BEGIN Records for this exercise

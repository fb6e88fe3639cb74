use sea_orm::entity::prelude::*;
use serde::Serialize;

#[derive(Clone, Debug, PartialEq, Eq, DeriveEntityModel, Serialize)]
#[sea_orm(table_name = "cities")]
pub struct Model {
    #[sea_orm(primary_key)]
    pub id: i32,
    pub name: String,
    pub zip_code: String,
    pub province_id: i32,
}

#[derive(Copy, Clone, Debug, EnumIter, DeriveRelation)]
pub enum Relation {}

impl ActiveModelBehavior for ActiveModel {}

END Records for this exercise

__About this task__: Give the data back exactly as it stands.

__Answer to the problem__:
repository fb6e88fe3639cb74
use sea_orm::entity::prelude::*;
use serde::Serialize;

#[derive(Clone, Debug, PartialEq, Eq, DeriveEntityModel, Serialize)]
#[sea_orm(table_name = "cities")]
pub struct Model {
    #[sea_orm(primary_key)]
    pub id: i32,
    pub name: String,
    pub zip_code: String,
    pub province_id: i32,
}

#[derive(Copy, Clone, Debug, EnumIter, DeriveRelation)]
pub enum Relation {}

impl ActiveModelBehavior for ActiveModel {}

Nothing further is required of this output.